By : Faith Strickland
From ornate royal palaces to cloud-piercing sky scrapers, there’s no denying that London is a beauty. And while the city is a knock-out, it can be easy to get swept up in the tide of the nearly nine million people living there and forget to take notice of your surroundings. Whether you’re a local or simply dropping in, take the time at the end of a long day to catch London at its best–at sunset, when the word seems to slow down just a little and everything is cast in a gorgeous golden glow.
Kensington Roof Gardens
Originally a department store, The Kensington Roof Gardens were opened in the 1930s and offered a sanctuary from the madness of London’s shopping streets. Today the gardens are just as soothing and are split into three parts: a Spanish garden with a terrace and working water fountains, an arch-filled Tudor section, and a traditional English garden full of woodland trees and four flamingos. Now owned by the Virgin group, the venue often holds live music nights with a focus on acoustic and contemporary music.
The Sky Garden
While floors 1 through 35 of “The Walkie Talkie Building” might be number crunching and straight-talking business, floor 36 is home to a leafy oasis. The Sky Garden opened in 2015 and was designed with giant glass panels that allow you to see out over the Shard, Gherkin and some of London’s most famous landmarks. If you’re more of an early bird, get up at the very crack of dawn to greet the sun at one of the venue’s yoga classes which has you stretching while looking out at London coming to life down below.

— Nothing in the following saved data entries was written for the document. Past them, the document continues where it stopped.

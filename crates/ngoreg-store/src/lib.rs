//! # ngoreg-store — Zone Persistence
//!
//! Turns the flat, name-keyed zone list into identifier-keyed rows and back.
//!
//! ## Save path
//!
//! ```text
//! flat list ─▶ validate ─▶ Pass 1 roots ─▶ Pass 2 departments ─▶ Pass 3 municipalities
//!                             │ region name → ZoneId   │ department name → ZoneId
//!                             └────────────────────────┴──▶ parent_zone_id
//! ```
//!
//! Each pass awaits the keys generated by the previous one. A failed pass
//! aborts the rest; earlier passes stay written unless the backend runs the
//! sequence inside a transaction (`PgZoneStore::replace_zones_atomic`).
//!
//! ## Modules
//!
//! - `store.rs` — the [`ZoneStore`] batch interface and its error type.
//! - `memory.rs` — in-process store for development and tests.
//! - `postgres.rs` — SQLx/Postgres store with embedded migrations.
//! - `backend.rs` — runtime choice between the two.
//! - `resolver.rs` — the three-pass resolver.
//! - `update.rs` — canonical-diff replacement.
//! - `rehydrate.rs` — rows back to the flat editing list.

pub mod backend;
pub mod memory;
pub mod postgres;
pub mod rehydrate;
pub mod resolver;
pub mod store;
pub mod update;

pub use backend::ZoneBackend;
pub use memory::MemoryZoneStore;
pub use postgres::{init_pool, PgZoneStore, PgZoneTx};
pub use rehydrate::{load_zones, rehydrate};
pub use resolver::{
    resolve_and_persist, PersistenceBatchError, PersistencePass, ResolutionMode,
    ResolutionOutcome, ResolveError,
};
pub use store::{StoreError, ZoneStore};
pub use update::{replace_zones, ReplaceOutcome};
//! # OpenAPI Specification Assembly
//!
//! Assembles all utoipa-documented routes into a single OpenAPI 3.1 spec,
//! served at `/openapi.json`.

use axum::routing::get;
use axum::{Json, Router};
use utoipa::OpenApi;

use crate::state::AppState;

/// Assembled OpenAPI spec for the entire API surface.
#[derive(OpenApi)]
#[openapi(
    info(
        title = "NGO Registry — Intervention Zones",
        version = "0.1.0",
        description = "Save and read the four-level intervention-zone hierarchy (country, region, department, municipality) of registered NGOs.",
        license(name = "AGPL-3.0-or-later")
    ),
    paths(
        // NGO zones
        crate::routes::zones::create_zones,
        crate::routes::zones::replace_zones,
        crate::routes::zones::get_zones,
        crate::routes::zones::delete_zones,
        // Editing
        crate::routes::editing::toggle,
        crate::routes::editing::validate_zones,
    ),
    components(schemas(
        // Zone model
        ngoreg_core::ZoneType,
        ngoreg_core::ZoneNode,
        ngoreg_core::ZoneKey,
        ngoreg_core::PersistedZone,
        ngoreg_core::NgoId,
        ngoreg_core::ZoneId,
        ngoreg_core::DuplicateTuple,
        ngoreg_core::NameCollision,
        ngoreg_core::UnresolvedParent,
        ngoreg_zones::ToggleEvent,
        ngoreg_zones::ValidationReport,
        // Request/response types
        crate::routes::zones::ZoneListRequest,
        crate::routes::zones::ZoneRowsResponse,
        crate::routes::zones::ReplaceZonesResponse,
        crate::routes::zones::FlatZonesResponse,
        crate::routes::zones::DeleteZonesResponse,
        crate::routes::zones::ZoneView,
        crate::routes::editing::ToggleRequest,
        crate::routes::editing::ToggleResponse,
        crate::routes::editing::ValidateResponse,
        // Errors
        crate::error::ErrorBody,
        crate::error::ErrorDetail,
    )),
    tags(
        (name = "zones", description = "Zones of one NGO"),
        (name = "editing", description = "Stateless helpers for the zone picker"),
    )
)]
pub struct ApiDoc;

/// Build the router serving `/openapi.json`.
pub fn router() -> Router<AppState> {
    Router::new().route("/openapi.json", get(openapi_json))
}

async fn openapi_json() -> Json<utoipa::openapi::OpenApi> {
    Json(ApiDoc::openapi())
}
//! # Duplicate & Integrity Validator
//!
//! Runs over the full flat list immediately before persistence.
//!
//! - A `(zone_type, name, parent_name)` tuple occurring more than once fails
//!   the whole submission with [`DuplicateZoneError`]. Duplicates are never
//!   silently dropped: they mean the editing layer is broken.
//! - Distinct tuples that would be stored under the same name at one level
//!   (a department name used in two regions, a literal name equal to a
//!   disambiguated one) fail it too, before anything is written.
//! - A node whose parent is missing (a region without Sénégal, a department
//!   naming no present region, a municipality naming no present department)
//!   becomes an [`UnresolvedParent`] warning. The resolver decides whether a
//!   warning is fatal.
//!
//! The same municipality name under two departments is none of these: those
//! are distinct tuples, disambiguated at persistence time.

use std::collections::{HashMap, HashSet};

use serde::{Deserialize, Serialize};

use ngoreg_core::{
    DuplicateTuple, DuplicateZoneError, UnresolvedParent, ZoneKey, ZoneNode, ZoneType, SENEGAL,
};

use crate::naming::find_name_collisions;

/// Outcome of a successful validation.
#[derive(Debug, Clone, Default, PartialEq, Eq, Serialize, Deserialize)]
#[cfg_attr(feature = "openapi", derive(utoipa::ToSchema))]
pub struct ValidationReport {
    /// Number of nodes checked.
    pub zone_count: usize,
    /// Orphaned nodes, in list order.
    pub warnings: Vec<UnresolvedParent>,
}

impl ValidationReport {
    /// True when every node's parent is present.
    pub fn is_clean(&self) -> bool {
        self.warnings.is_empty()
    }
}

/// Every tuple occurring more than once, in first-occurrence order.
pub fn find_duplicates(zones: &[ZoneNode]) -> Vec<DuplicateTuple> {
    let mut counts: HashMap<ZoneKey, usize> = HashMap::with_capacity(zones.len());
    let mut order: Vec<ZoneKey> = Vec::new();
    for z in zones {
        let key = z.key();
        let count = counts.entry(key.clone()).or_insert(0);
        if *count == 0 {
            order.push(key);
        }
        *count += 1;
    }

    order
        .into_iter()
        .filter_map(|key| {
            let occurrences = counts.get(&key).copied().unwrap_or(0);
            (occurrences > 1).then_some(DuplicateTuple { key, occurrences })
        })
        .collect()
}

/// Validate a flat list before persistence.
///
/// # Errors
///
/// Returns [`DuplicateZoneError`] listing every colliding tuple and every
/// stored-name collision.
pub fn validate(zones: &[ZoneNode]) -> Result<ValidationReport, DuplicateZoneError> {
    let rejected = DuplicateZoneError {
        duplicates: find_duplicates(zones),
        collisions: find_name_collisions(zones),
    };
    if !rejected.is_empty() {
        tracing::warn!(
            duplicates = rejected.duplicates.len(),
            collisions = rejected.collisions.len(),
            "zone list rejected: duplicate zones"
        );
        return Err(rejected);
    }

    let has_senegal = zones.iter().any(ZoneNode::is_senegal);
    let regions = names_of(zones, ZoneType::Region);
    let departments = names_of(zones, ZoneType::Department);

    let mut warnings = Vec::new();
    for z in zones {
        let missing = match z.zone_type {
            ZoneType::Country => None,
            ZoneType::Region => (!has_senegal).then(|| UnresolvedParent {
                key: z.key(),
                expected_parent_type: ZoneType::Country,
                parent_name: Some(SENEGAL.to_string()),
            }),
            ZoneType::Department => orphan(z, ZoneType::Region, &regions),
            ZoneType::Municipality => orphan(z, ZoneType::Department, &departments),
        };
        if let Some(w) = missing {
            tracing::warn!(zone = %w.key, "unresolved parent: {w}");
            warnings.push(w);
        }
    }

    Ok(ValidationReport {
        zone_count: zones.len(),
        warnings,
    })
}

fn names_of(zones: &[ZoneNode], zone_type: ZoneType) -> HashSet<&str> {
    zones
        .iter()
        .filter(|z| z.zone_type == zone_type)
        .map(|z| z.name.as_str())
        .collect()
}

fn orphan(
    z: &ZoneNode,
    parent_type: ZoneType,
    present: &HashSet<&str>,
) -> Option<UnresolvedParent> {
    let resolved = z
        .parent_name
        .as_deref()
        .is_some_and(|p| present.contains(p));
    (!resolved).then(|| UnresolvedParent {
        key: z.key(),
        expected_parent_type: parent_type,
        parent_name: z.parent_name.clone(),
    })
}

#[cfg(test)]
mod tests {
    use super::*;
    use crate::cascade::toggle_municipality;

    fn scenario() -> Vec<ZoneNode> {
        vec![
            ZoneNode::country(SENEGAL),
            ZoneNode::region("Dakar"),
            ZoneNode::department("Dakar", "Dakar"),
            ZoneNode::municipality("Pikine", "Dakar"),
        ]
    }

    #[test]
    fn clean_list_passes() {
        let report = validate(&scenario()).unwrap();
        assert!(report.is_clean());
        assert_eq!(report.zone_count, 4);
    }

    #[test]
    fn empty_list_passes() {
        let report = validate(&[]).unwrap();
        assert!(report.is_clean());
        assert_eq!(report.zone_count, 0);
    }

    #[test]
    fn duplicates_are_all_listed() {
        let mut zones = scenario();
        zones.push(ZoneNode::region("Dakar"));
        zones.push(ZoneNode::municipality("Pikine", "Dakar"));
        zones.push(ZoneNode::municipality("Pikine", "Dakar"));

        let err = validate(&zones).unwrap_err();
        assert_eq!(
            err.duplicates,
            vec![
                DuplicateTuple {
                    key: ZoneNode::region("Dakar").key(),
                    occurrences: 2,
                },
                DuplicateTuple {
                    key: ZoneNode::municipality("Pikine", "Dakar").key(),
                    occurrences: 3,
                },
            ]
        );
    }

    #[test]
    fn shared_municipality_name_is_not_a_duplicate() {
        let zones = vec![
            ZoneNode::country(SENEGAL),
            ZoneNode::region("R"),
            ZoneNode::department("Alpha", "R"),
            ZoneNode::department("Beta", "R"),
            ZoneNode::municipality("Centre", "Alpha"),
            ZoneNode::municipality("Centre", "Beta"),
        ];
        assert!(find_duplicates(&zones).is_empty());
        assert!(validate(&zones).unwrap().is_clean());
    }

    #[test]
    fn department_name_reused_across_regions_is_rejected() {
        let zones = toggle_municipality(
            &toggle_municipality(&[], "Nord", "Centre", "R1"),
            "Sud",
            "Centre",
            "R2",
        );
        let err = validate(&zones).unwrap_err();
        assert!(err.duplicates.is_empty());
        assert_eq!(err.collisions.len(), 1);
        assert_eq!(err.collisions[0].zone_type, ZoneType::Department);
        assert_eq!(err.collisions[0].stored_name, "Centre");
    }

    #[test]
    fn region_without_senegal_warns() {
        let report = validate(&[ZoneNode::region("Louga")]).unwrap();
        assert_eq!(report.warnings.len(), 1);
        assert_eq!(report.warnings[0].expected_parent_type, ZoneType::Country);
        assert_eq!(report.warnings[0].parent_name.as_deref(), Some(SENEGAL));
    }

    #[test]
    fn department_with_unknown_region_warns() {
        let zones = vec![
            ZoneNode::country(SENEGAL),
            ZoneNode::department("Mbour", "Thiès"),
        ];
        let report = validate(&zones).unwrap();
        assert_eq!(
            report.warnings,
            vec![UnresolvedParent {
                key: ZoneNode::department("Mbour", "Thiès").key(),
                expected_parent_type: ZoneType::Region,
                parent_name: Some("Thiès".into()),
            }]
        );
    }

    #[test]
    fn municipality_parent_must_be_a_department() {
        // "Dakar" exists only as a region here.
        let zones = vec![
            ZoneNode::country(SENEGAL),
            ZoneNode::region("Dakar"),
            ZoneNode::municipality("Pikine", "Dakar"),
        ];
        let report = validate(&zones).unwrap();
        assert_eq!(report.warnings.len(), 1);
        assert_eq!(
            report.warnings[0].expected_parent_type,
            ZoneType::Department
        );
    }

    #[test]
    fn missing_parent_name_warns() {
        let zones = vec![ZoneNode {
            zone_type: ZoneType::Municipality,
            name: "Pikine".into(),
            parent_name: None,
        }];
        let report = validate(&zones).unwrap();
        assert_eq!(report.warnings[0].parent_name, None);
    }
}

Head into the heart of the city’s finance world to find one of London’s newest sky-high spots. Bokan takes over the top three floors of the world’s tallest Novotel. Located in Canary Wharf, the restaurant and bar is based on the area’s shipping history with steel beams, exposed brick and minimalist interiors. Be warned, you may forget about the swish style with views as stunning as Bokan’s. Head to the rooftop on a sunny day or bag a space near the floor-to-ceiling windows to watch the sky blaze over all of London’s most important cultural landmarks. There’s also a restaurant on the 37th floor which serves seasonal and locally-sourced dishes with a European twist.
First opened in 1873, Alexandra Palace has survived fires, two world wars and more than 100 years of wear and tear. Due to an ambitious regeneration project, Ally Pally as it is fondly known, is being restored to its former glory. It’s a steep climb to the North London view but it’s worth it. With the Victorian palace as your backdrop, the entirety of London sits at your feet. Take a picnic blanket and sit on the grass or catch the last of the day’s rays at one of the Sunset Sessions, a series of music, food and drink events.
Alfred Le Roy
While there’s no denying the beauty of the River Thames, London also has an extensive canal network which is just as pretty and lot less famous. When it comes to taking time out to enjoy the evening, Hackney Wick is a neighborhood Londoners would rather keep secret. Located in the arty East London, the Alfred Le Roy is a bright blue canal boat that chugs along the city’s waterways. Jump aboard the boat for a two hour tour that includes cocktails, charcuterie boards and a great sound system; once you’re finish, spend the evening at Crate Brewery, which is a pizza-serving microbrewery right next to the water.